I've got a graph of RMSE% vs. unit size and it declines nicely. Is this scale-dependence or does the "%" compensate for that?

$$ \text{RMSE%} = 100\% \cdot \frac{\sqrt{\frac{1}{n}\Sigma_{i=1}^n (y_i - \hat{y}_i)^2}}{\bar{y}} $$

Richard Hardy
  • 54,375
  • 10
  • 95
  • 219
J Kelly
  • 507
  • 3
  • 13

1 Answers1

7

A function $f(\cdot)$ is scale-invariant if it yields the same result for argument $x$ as it does for argument $cx$, where $c$ is some positive constant.
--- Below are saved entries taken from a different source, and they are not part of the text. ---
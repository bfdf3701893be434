//! HTTP API for campaign crews
//!
//! Each request carries one client message for a `(tenant, conversation)`
//! pair; the session manager keeps the conversation alive in between.

mod handlers;
mod types;

pub use handlers::create_router;
#[allow(unused_imports)] // Public API re-exports
pub use types::*;

use crate::llm::UsageMeter;
use crate::session::SessionManager;
use std::sync::Arc;

/// Application state shared across handlers
#[derive(Clone)]
pub struct AppState {
    pub manager: Arc<SessionManager>,
    pub usage: Arc<UsageMeter>,
}

impl AppState {
    pub fn new(manager: Arc<SessionManager>, usage: Arc<UsageMeter>) -> Self {
        Self { manager, usage }
    }
}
Let us see whether supplying $(cy_i,c\hat{y}_i)$ in place of $(y_i,\hat{y}_i)$ for $i=1,\dotsc,n$ will change the value of $\text{RMSE%}$:

$$ \begin{equation} \begin{aligned} \text{RMSE%}(cy_i,c\hat{y}_i) &= 100\% \cdot \frac{\sqrt{\frac{1}{n}\Sigma_{i=1}^n (cy_i - c\hat{y}_i)^2}}{c\bar{y}} \\ &= 100\% \cdot \frac{\sqrt{c^2\frac{1}{n}\Sigma_{i=1}^n (y_i - \hat{y}_i)^2}}{c\bar{y}} \\ &= 100\% \cdot \frac{c\sqrt{\frac{1}{n}\Sigma_{i=1}^n (y_i - \hat{y}_i)^2}}{c\bar{y}} \\ &= 100\% \cdot \frac{\sqrt{\frac{1}{n}\Sigma_{i=1}^n (y_i - \hat{y}_i)^2}}{\bar{y}} = \text{RMSE%}(y_i,\hat{y}_i) \end{aligned} \end{equation} $$

On the way I used the obvious property that $\bar{y}$ gets multiplied by $c$ when $y_i$ is replaced by $cy_i$: if $\bar{y}=\frac{1}{n}\sum_{i=1}^n y_i$, then when scaled by $c$ you get $\frac{1}{n}\sum_{i=1}^n (cy_i)=c\frac{1}{n}\sum_{i=1}^n y_i=c\bar{y}$.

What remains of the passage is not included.